Kembali Temukan Cadangan Baru Batu Bara, Total Cadangan IATA Jadi 253,42 juta MT

Rabu, 06 Juli 2022 - 13:31 WIB
Cadangan batu bara IATA bertambah 52,1 juta MT menjadi 253,42 juta MT. Foto/Dok. SINDOnews
JAKARTA - PT MNC Energy Investments Tbk ( IATA ) melalui PT Bhakti Coal Resources (BCR), kembali menemukan cadangan batu bara sebesar 52,1 juta MT. Dengan demikian, total cadangan IATA meningkat menjadi 253,42 juta MT dari sebelumnya 201,32 juta MT.

Executive Chairman MNC Group Hary Tanoesoedibjo mengapresiasi pencapaian positif ini. “Per 1 Juli 2022, total cadangan batu bara mencapai 253,42 juta MT. Congrats, tim IATA!,” ujar Hary, Rabu (6/7/2022).
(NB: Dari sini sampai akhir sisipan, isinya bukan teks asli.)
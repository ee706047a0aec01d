use std::io::Write;

use hive_field_access_config::FieldAccessConfig;
use schemars::generate::SchemaSettings;

pub fn main() -> Result<(), Box<dyn std::error::Error>> {
    let generator = SchemaSettings::draft2020_12()
        .with(|s| {
            s.inline_subschemas = true;
        })
        .into_generator();
    let schema = generator.into_root_schema_for::<FieldAccessConfig>();
    let schema_str = serde_json::to_string_pretty(&schema)?;

    match std::env::args().nth(1) {
        Some(output_file) => {
            let mut file = std::fs::File::create(&output_file)?;
            file.write_all(schema_str.as_bytes())?;

            println!("JSON Schema written to {}", output_file);
        }
        None => {
            println!("{}", schema_str);
        }
    }

    Ok(())
}
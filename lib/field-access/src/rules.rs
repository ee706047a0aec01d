use std::fmt;

use indexmap::IndexMap;
use serde::{Deserialize, Serialize};

/// Marker granting every field and, transitively, every sub-field.
pub const WILDCARD: &str = "*";

/// Delimiter used to build composite path keys (`User:posts:title`).
pub const PATH_DELIMITER: char = ':';

/// Allow-list of fields, keyed by the name of the restricted type.
///
/// Types that are not listed here are not restricted at all.
///
/// ```yaml
/// User:
///   - id
///   - posts:
///       - title
/// Post: "*"
/// ```
#[derive(Debug, Clone, Default, PartialEq, Eq, Deserialize, Serialize)]
#[serde(transparent)]
pub struct AllowedFields(IndexMap<String, FieldRule>);

impl AllowedFields {
    pub fn new() -> Self {
        Self::default()
    }

    pub fn with_rule(mut self, type_name: impl Into<String>, rule: FieldRule) -> Self {
        self.0.insert(type_name.into(), rule);
        self
    }

    pub fn get(&self, type_name: &str) -> Option<&FieldRule> {
        self.0.get(type_name)
    }

    pub fn contains_type(&self, type_name: &str) -> bool {
        self.0.contains_key(type_name)
    }

    pub fn type_names(&self) -> impl Iterator<Item = &str> {
        self.0.keys().map(String::as_str)
    }

    pub fn iter(&self) -> impl Iterator<Item = (&str, &FieldRule)> {
        self.0.iter().map(|(name, rule)| (name.as_str(), rule))
    }

    pub fn is_empty(&self) -> bool {
        self.0.is_empty()
    }

    pub fn len(&self) -> usize {
        self.0.len()
    }
}

impl<K: Into<String>> FromIterator<(K, FieldRule)> for AllowedFields {
    fn from_iter<I: IntoIterator<Item = (K, FieldRule)>>(iter: I) -> Self {
        Self(iter.into_iter().map(|(k, v)| (k.into(), v)).collect())
    }
}

/// What a caller may request on a single field.
#[derive(Debug, Clone, PartialEq, Eq, Deserialize, Serialize)]
#[serde(untagged)]
pub enum FieldRule {
    /// A single field name, or [`WILDCARD`].
    Name(String),
    /// Bare field names and nested rules, in declaration order.
    List(Vec<RuleEntry>),
}

impl FieldRule {
    pub fn wildcard() -> Self {
        FieldRule::Name(WILDCARD.to_string())
    }

    pub fn fields<I, E>(entries: I) -> Self
    where
        I: IntoIterator<Item = E>,
        E: Into<RuleEntry>,
    {
        FieldRule::List(entries.into_iter().map(Into::into).collect())
    }
}

#[derive(Debug, Clone, PartialEq, Eq, Deserialize, Serialize)]
#[serde(untagged)]
pub enum RuleEntry {
    /// Grants the field without looking at its sub-selections.
    Field(String),
    /// Grants every key of the map, and restricts each one's sub-selections
    /// to the nested rule.
    Nested(AllowedFields),
}

impl RuleEntry {
    pub fn nested(field_name: impl Into<String>, rule: FieldRule) -> Self {
        RuleEntry::Nested(AllowedFields::new().with_rule(field_name, rule))
    }
}

impl From<&str> for RuleEntry {
    fn from(value: &str) -> Self {
        RuleEntry::Field(value.to_string())
    }
}

impl From<String> for RuleEntry {
    fn from(value: String) -> Self {
        RuleEntry::Field(value)
    }
}

impl From<AllowedFields> for RuleEntry {
    fn from(value: AllowedFields) -> Self {
        RuleEntry::Nested(value)
    }
}

/// Flattened rule value stored under a composite path key.
#[derive(Debug, Clone, PartialEq, Eq)]
pub enum ParsedRule {
    Name(String),
    List(Vec<String>),
}

impl ParsedRule {
    /// True when the rule is, or contains, the wildcard marker.
    pub fn grants_all(&self) -> bool {
        match self {
            ParsedRule::Name(name) => name == WILDCARD,
            ParsedRule::List(names) => names.iter().any(|name| name == WILDCARD),
        }
    }

    pub fn permits(&self, field_name: &str) -> bool {
        match self {
            ParsedRule::Name(name) => name == field_name,
            ParsedRule::List(names) => names.iter().any(|name| name == field_name),
        }
    }
}

impl fmt::Display for ParsedRule {
    fn fmt(&self, f: &mut fmt::Formatter<'_>) -> fmt::Result {
        match self {
            ParsedRule::Name(name) => write!(f, "{}", name),
            ParsedRule::List(names) => write!(f, "[{}]", names.join(", ")),
        }
    }
}

/// One depth of the flattened rule tree.
pub type ParsedFields = IndexMap<String, ParsedRule>;

/// One depth of the flattened request, path key to requested field names.
pub type QueryFields = IndexMap<String, Vec<String>>;

pub(crate) fn join_path(parent_key: &str, field_name: &str) -> String {
    let mut key = String::with_capacity(parent_key.len() + field_name.len() + 1);
    key.push_str(parent_key);
    key.push(PATH_DELIMITER);
    key.push_str(field_name);
    key
}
Menurut Komite Cadangan Mineral Indonesia (KCMI), PT Arthaco Prima Energy (APE), salah satu Izin Usaha Pertambangan (IUP) yang baru saja diakuisisi oleh IATA, menemukan tambahan cadangan 52,1 juta MT dengan GAR 2.500-3.250 kg/kkal di Program pengeboran APE Tahap 1, 2, dan 3 pada area seluas 1.720 ha.



APE diharapkan menghasilkan net present value (NPV) sebesar USD452,3 juta, dengan internal rate of return (IRR) 60,3%, break-even point (BEP) 6,92 juta MT, dan payback period 1,98 tahun, berdasarkan harga rata-rata batu bara HBA dari tahun 2021 hingga Juni 2022.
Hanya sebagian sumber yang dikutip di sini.